World Book Day: The Kids are Not All Right

Last week was World Book Day and, like many other authors, I’ve been out and about visiting schools and delivering inspiring and fun writing workshops. But I’m seeing something new.

Over the past twenty years, I’ve visited a lot of secondary schools. I was often struck by the sudden drop-off of engagement and ability in Year 9 (ages 13-14). It’s the same point at which reading for pleasure used to nosedive. I remember saying to a friend years ago how sad it was that if you asked a Year 5 kid to make up a story, they could do it instantly, but if you asked a Year 9 student to do it, they mostly looked terrified and said, ‘I don’t know how.’

For a long time now (possibly forever?) our education system has told children what they ‘need’ to know. Teachers following the national curriculum have poured information into their students as though they are empty vessels that need filling with specific topics: Henry VIII, trigonometry, Macbeth. Most teachers have taught the same topics over and over for their entire careers. Millions of children end school having been taught exactly the same thing. By Year 9, expectations of GCSEs are already drilled into them. GCSEs don’t require you to think for yourself, only to answer the questions in the right way.

Kids learn that their own imagination is not valued or important. School is just something you have to get through.

But in the past couple of weeks, I’ve visited three secondary schools and it feels like something is changing. I’m now seeing kids in Year 7 (aged 11-12) struggling to imagine anything. Struggling to come up with any idea, even a boring one.

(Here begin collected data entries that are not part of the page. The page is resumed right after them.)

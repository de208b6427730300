//! Built-in shooting scenarios.

use serde::Serialize;

/// A named photographic situation used to drive prompt construction.
#[derive(Debug, Clone, Copy, PartialEq, Eq, Serialize)]
pub struct Scene {
    /// Stable identifier.
    pub id: &'static str,
    /// Display name, sent to the provider.
    pub name: &'static str,
    /// SVG path data for the scene icon.
    #[serde(skip)]
    pub icon: &'static str,
}

/// Returns every scene, in display order.
pub fn scenes() -> &'static [Scene] {
    SCENES
}

/// Finds a scene by id or, failing that, by case-insensitive name.
pub fn find_scene(key: &str) -> Option<&'static Scene> {
    let key = key.trim();
    SCENES
        .iter()
        .find(|s| s.id == key)
        .or_else(|| SCENES.iter().find(|s| s.name.eq_ignore_ascii_case(key)))
}

static SCENES: &[Scene] = &[
    Scene {
        id: "portrait_outdoor_daylight",
        name: "Outdoor Portrait",
        icon: "M12 5.5A3.5 3.5 0 0 1 15.5 9a3.5 3.5 0 0 1-3.5 3.5A3.5 3.5 0 0 1 8.5 9A3.5 3.5 0 0 1 12 5.5M5 19v-2c0-2.21 3.13-4 7-4s7 1.79 7 4v2H5zm17-7h-2v-2h2v2zm-2-4l1.41-1.41-1.41-1.41L18 6.59V8h2V6.59l1.41 1.41 1.41-1.41L21.41 5.2zM18 2h-2v2h2V2z",
    },
    Scene {
        id: "portrait_indoor_lowlight",
        name: "Indoor Portrait",
        icon: "M20 18v2H4v-2c0-1.65 3.33-3 5-3 .39 0 .78.04 1.16.11A4.012 4.012 0 0 1 12 14c1.23 0 2.34.56 3.07 1.44.33-.06.66-.09 1-.09 1.67 0 5 1.35 5 3zm-8-6c2.21 0 4-1.79 4-4s-1.79-4-4-4-4 1.79-4 4 1.79 4 4 4zm8-10H4v16h16V2zm2-2H2v20h20V0z",
    },
    Scene {
        id: "night_portrait",
        name: "Night Portrait",
        icon: "M12,5.5A3.5,3.5 0 0,1 15.5,9A3.5,3.5 0 0,1 12,12.5A3.5,3.5 0 0,1 8.5,9A3.5,3.5 0 0,1 12,5.5M5,19V17C5,14.79 8.13,13 12,13C15.87,13 19,14.79 19,17V19H5M19.5,9.5L21,8L19.5,6.5L18,8L19.5,9.5M17,6L16,4L15,6L16,8L17,6M22,12L21,14L22,16L24,15L22,12Z",
    },
    Scene {
        id: "portrait_lighting",
        name: "Portrait Lighting",
        icon: "M12 5.5A3.5 3.5 0 0 1 15.5 9a3.5 3.5 0 0 1-3.5 3.5A3.5 3.5 0 0 1 8.5 9A3.5 3.5 0 0 1 12 5.5M5 19v-2c0-2.21 3.13-4 7-4s7 1.79 7 4v2H5zm14-7h-2v-2h2v2zm0 4h-2v-2h2v2zm0 4h-2v-2h2v2zM17 3v2h2V3h-2zm-2 2h-2V3h2v2z",
    },
    Scene {
        id: "landscape_daylight",
        name: "Landscape",
        icon: "M6.5,15.5L9.5,11.5L12.5,15.5L15.5,10.5L19,15.5H5.5L6.5,15.5M21,19.5H3V4.5H21V19.5Z",
    },
    Scene {
        id: "group_photo_outdoor",
        name: "Outdoor Group Photo",
        icon: "M16,13C17.66,13 19,11.66 19,10C19,8.34 17.66,7 16,7C14.34,7 13,8.34 13,10C13,11.66 14.34,13 16,13M16,14C13.33,14 8,15.33 8,18V21H24V18C24,15.33 18.67,14 16,14M8,13C9.66,13 11,11.66 11,10C11,8.34 9.66,7 8,7C6.34,7 5,8.34 5,10C5,11.66 6.34,13 8,13M8,14C7.3,14 6.62,14.07 5.97,14.21C6.91,15.27 7.5,16.5 7.5,18V21H13V18C13,15.33 12.67,14 8,14Z",
    },
    Scene {
        id: "family_portrait_indoor",
        name: "Indoor Family Photo",
        icon: "M22 10.5V19c0 1.1-.9 2-2 2H4c-1.1 0-2-.9-2-2v-8.5c0-.82.52-1.56 1.26-1.88l8-4.5c.48-.27 1.04-.27 1.52 0l8 4.5c.74.32 1.22 1.06 1.22 1.88zM12 6c-1.93 0-3.5 1.57-3.5 3.5S10.07 13 12 13s3.5-1.57 3.5-3.5S13.93 6 12 6zm-5 13c0-1.67 3.33-2.5 5-2.5s5 .83 5 2.5v1H7v-1z",
    },
    Scene {
        id: "sports_action_daylight",
        name: "Action/Sports",
        icon: "M9.5 5.5c1.1 0 2-.9 2-2s-.9-2-2-2-2 .9-2 2 .9 2 2 2zm2.5 1.5h-5c-1.1 0-2 .9-2 2v6h2v-5h1v6h2v-4h1v4h2v-6c0-1.1-.9-2-2-2z",
    },
    Scene {
        id: "street_photography",
        name: "Street Photography",
        icon: "M14.5,9.5A2.5,2.5 0 0,0 12,7A2.5,2.5 0 0,0 9.5,9.5A2.5,2.5 0 0,0 12,12A2.5,2.5 0 0,0 14.5,9.5M8,21V12.5C8,11.12 9.12,10 10.5,10H13.5C14.88,10 16,11.12 16,12.5V21H14V16H10V21H8M6,21H2V9L6,5V21M18,21V5L22,9V21H18Z",
    },
    Scene {
        id: "night_sky_astrophotography",
        name: "Night Sky",
        icon: "M12 3c-4.97 0-9 4.03-9 9s4.03 9 9 9 9-4.03 9-9c0-.46-.04-.92-.1-1.36-.98 1.37-2.58 2.26-4.4 2.26-2.67 0-4.85-2.18-4.85-4.85 0-1.82.89-3.42 2.26-4.4C12.92 3.04 12.46 3 12 3zm4.5 9.5l-1.06 1.06-1.44-1.44-1.44 1.44-1.06-1.06L12.94 13l-1.44-1.44 1.06-1.06L14 11.56l1.44-1.44 1.06 1.06L14.06 13l1.44 1.44z",
    },
    Scene {
        id: "macro_photography",
        name: "Macro Photography",
        icon: "M17.5 15c-1.2 0-2.3.5-3.1 1.3L5.8 7.7c.3-1 .2-2.1-.3-3s-1.4-1.5-2.5-1.7c-1.1-.2-2.2.2-2.8 1s-.8 1.7-.5 2.8.9 1.9 2 2.3l8.6 8.6c-.7.8-1.2 1.9-1.2 3 0 2.2 1.8 4 4 4s4-1.8 4-4-1.8-4-4-4zm-14-8c0-.6.4-1 1-1s1 .4 1 1-.4 1-1 1-1-.4-1-1zm3 3c-.6 0-1-.4-1-1s.4-1 1-1 1 .4 1 1-.4 1-1 1zm3 3c-.6 0-1-.4-1-1s.4-1 1-1 1 .4 1 1-.4 1-1 1zm-3 3c-.6 0-1-.4-1-1s.4-1 1-1 1 .4 1 1-.4 1-1 1z",
    },
    Scene {
        id: "product_photography",
        name: "Product Photography",
        icon: "M16,5V4H8V5H16M16.4,7H7.6C7.05,7 6.6,7.45 6.6,8V18.4C6.6,18.95 7.05,19.4 7.6,19.4H16.4C16.95,19.4 17.4,18.95 17.4,18.4V8C17.4,7.45 16.95,7 16.4,7Z",
    },
    Scene {
        id: "wildlife_photography",
        name: "Wildlife Photography",
        icon: "M12 2C6.48 2 2 6.48 2 12s4.48 10 10 10 10-4.48 10-10S17.52 2 12 2zm-1.5 15.5c-.83 0-1.5-.67-1.5-1.5s.67-1.5 1.5-1.5 1.5.67 1.5 1.5-.67 1.5-1.5 1.5zm3-3c-.83 0-1.5-.67-1.5-1.5s.67-1.5 1.5-1.5 1.5.67 1.5 1.5-.67 1.5-1.5 1.5zm-6 0c-.83 0-1.5-.67-1.5-1.5s.67-1.5 1.5-1.5 1.5.67 1.5 1.5-.67 1.5-1.5 1.5zm3-4.5c-1.38 0-2.5-1.12-2.5-2.5s1.12-2.5 2.5-2.5 2.5 1.12 2.5 2.5-1.12 2.5-2.5 2.5z",
    },
    Scene {
        id: "fireworks_photography",
        name: "Fireworks",
        icon: "M12 2C12 2 11 4 9 4C7 4 7 2 7 2S8 0 10 0C12 0 12 2 12 2M5.5 4.5C5.5 4.5 4.5 5.5 4.5 7.5S5.5 10.5 5.5 10.5S6.5 9.5 6.5 7.5S5.5 4.5 5.5 4.5M18.5 4.5C18.5 4.5 17.5 5.5 17.5 7.5S18.5 10.5 18.5 10.5S19.5 9.5 19.5 7.5S18.5 4.5 18.5 4.5M12 12C12 12 11 14 9 14C7 14 7 12 7 12S8 10 10 10C12 10 12 12 12 12M14 22H10V15H14V22Z",
    },
    Scene {
        id: "long_exposure",
        name: "Long Exposure",
        icon: "M13 3.05V1h-2v2.05A9 9 0 0 0 3.05 11H1v2h2.05A9 9 0 0 0 11 20.95V23h2v-2.05A9 9 0 0 0 20.95 13H23v-2h-2.05A9 9 0 0 0 13 3.05zM12 19a7 7 0 1 1 0-14 7 7 0 0 1 0 14zm1-8h2.55A5.52 5.52 0 0 0 12 6.45V9h1zm-4.45 4L9.5 13h1.05l-1.9 1.9A5.52 5.52 0 0 0 6.45 12H9v1z",
    },
    Scene {
        id: "light_painting",
        name: "Light Painting",
        icon: "M7 14c.83 0 1.5.67 1.5 1.5S7.83 17 7 17s-1.5-.67-1.5-1.5S6.17 14 7 14zm3 2c0-1.66-1.34-3-3-3s-3 1.34-3 3h2c0-.55.45-1 1-1s1 .45 1 1h2zm10.25-3.5-.71-.71c-.38-.38-.89-.59-1.42-.59H17v-2h-2v3.42l1.44 1.44c.31.32.72.54 1.16.64l.1.02c.82 0 1.5-.67 1.5-1.5 0-.25-.06-.48-.18-.69zm-1.89 3.33L17 14.42V17h-2v-4h-1.17l-1-1H11v-2h2.17l2-2H13v-2h2v1.17l4.42 4.42c.39.39.39 1.02 0 1.41zM3 14c.55 0 1 .45 1 1v2h2c.55 0 1 .45 1 1s-.45 1-1 1H4v2c0 .55-.45 1-1 1s-1-.45-1-1v-2H0c-.55 0-1-.45-1-1s.45-1 1-1h2v-2c0-.55.45-1 1-1z",
    },
    Scene {
        id: "panning_photography",
        name: "Panning",
        icon: "M8.5 14.5L4 19l1.5 1.5L10 16l-1.5-1.5zM19 4l-1.5-1.5L13 7l1.5 1.5L19 4zm-6.5 2.5l-1-1L1 15.5l1 1L12.5 6.5z",
    },
    Scene {
        id: "50mm_walkaround",
        name: "50mm Walk-around",
        icon: "M12,9A3,3 0 0,0 9,12A3,3 0 0,0 12,15A3,3 0 0,0 15,12A3,3 0 0,0 12,9M12,17A5,5 0 0,1 7,12A5,5 0 0,1 12,7A5,5 0 0,1 17,12A5,5 0 0,1 12,17M12,4A8,8 0 0,0 4,12A8,8 0 0,0 12,20A8,8 0 0,0 20,12A8,8 0 0,0 12,4Z",
    },
    Scene {
        id: "85mm_bokeh_portrait",
        name: "85mm Bokeh Portrait",
        icon: "M20 18v2H4v-2c0-1.65 3.33-3 5-3 .39 0 .78.04 1.16.11A4.012 4.012 0 0 1 12 14c1.23 0 2.34.56 3.07 1.44.33-.06.66-.09 1-.09 1.67 0 5 1.35 5 3zm-8-6c2.21 0 4-1.79 4-4s-1.79-4-4-4-4 1.79-4 4 1.79 4 4 4zm8-10H4v16h16V2zm2-2H2v20h20V0z",
    },
    Scene {
        id: "70-200mm_sports_action",
        name: "70-200mm Sports",
        icon: "M9.5 5.5c1.1 0 2-.9 2-2s-.9-2-2-2-2 .9-2 2 .9 2 2 2zm2.5 1.5h-5c-1.1 0-2 .9-2 2v6h2v-5h1v6h2v-4h1v4h2v-6c0-1.1-.9-2-2-2z",
    },
    Scene {
        id: "70-200mm_compressed_landscape",
        name: "70-200mm Landscape",
        icon: "M17,2H14L12,4H8L6,2H3A1,1 0 0,0 2,3V21A1,1 0 0,0 3,22H17A1,1 0 0,0 18,21V3A1,1 0 0,0 17,2M12.5,17A2.5,2.5 0 0,1 10,14.5A2.5,2.5 0 0,1 12.5,12A2.5,2.5 0 0,1 15,14.5A2.5,2.5 0 0,1 12.5,17M12.5,7.5A1,1 0 0,1 11.5,8.5V11.5A1,1 0 0,1 12.5,12.5A1,1 0 0,1 13.5,11.5V8.5A1,1 0 0,1 12.5,7.5M22,6V18H20V6H22Z",
    },
];

#[cfg(test)]
mod tests {
    use super::*;
    use std::collections::HashSet;

    #[test]
    fn test_scene_ids_are_unique() {
        let ids: HashSet<_> = scenes().iter().map(|s| s.id).collect();
        assert_eq!(ids.len(), scenes().len());
        assert_eq!(scenes().len(), 21);
    }

    #[test]
    fn test_find_scene() {
        assert_eq!(find_scene("night_sky_astrophotography").unwrap().name, "Night Sky");
        assert_eq!(find_scene("long exposure").unwrap().id, "long_exposure");
        assert!(find_scene("underwater").is_none());
    }
}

The world is different from even ten years ago. We’ve lived through a global pandemic. The long arm of covid is still not understood or accepted. The rise of AI and misinformation is polarising our communities, and children are part of that. We hand them smartphones because everything is through apps these days – even their homework – and then the authorities blame kids for becoming addicted. For not being able to communicate properly, for ‘becoming lazy’. Demand for SEND support is rocketing. More and more children are struggling with the school system.

And how does government respond to this? Make schools stricter! Tell the children that every SINGLE day they miss harms their future. My local secondary sent out a letter before Christmas saying that flu was not an acceptable reason for absence. Flu. An illness that literally kills people every year.

Assemblies are now focused on which class has the highest attendance, handing out prizes and applause. Because in the government’s eyes, attendance = achievement. Never mind that the GCSE mark scheme is designed to fail a third of those who sit it. Never mind that a teacher told me that out of her class of 30 Y8 kids, five of them have a reading age of a six-year-old. Get them through the doors, and something magical will happen to make them ‘educated.’

Last week I visited an enormous secondary school. I spoke to over 400 Year 8s. They were impeccably behaved. They watched me with polite attention and didn’t laugh at my jokes. When I asked if anyone had any questions at the end, five hands went up. Five. Out of 400. Were they afraid of speaking in front of their peers? Possibly. Could they simply not think of anything to ask? Very likely. But why?

And then I was shown the classroom in which I would be teaching my creative writing workshops.

Senior leadership had decided that posters and displays were ‘distracting’ and so they took everything down and painted all the walls grey. So there is nothing else to look at in the room except the teacher and the smart board.

Children have more and more pressures and mental health problems than ever before. And this is the response?

I used to come home buzzing from school visits. And honestly, I still meet some amazing kids, who totally get what I’m saying, who create incredible stories and come up with brilliant ideas. I am so grateful when I meet those kids – and the librarians and teachers who are still fighting the tide of grey and trying to reach kids with creativity and determination.

But I am tired. Tired of seeing systems that are designed to squash any creativity out of our young generations. (See also the declining rates of Music, Drama and Art at GCSE because the government doesn’t value them and pressures schools to focus on STEM subjects.) Tired of being parachuted in so that the school can tick a box and say they have done something to support ‘literacy’ or ‘reading for pleasure’.

2026 is supposedly the Year of Reading. I wish I were less cynical. I wish I believed in systemic change. But gosh, I am just SO sorry for everyone who has to work and exist within the mainstream education system in this country. Nobody is happy. Nobody is winning.

Grey rooms with blank walls result in grey children with blank minds. What a choice to have made.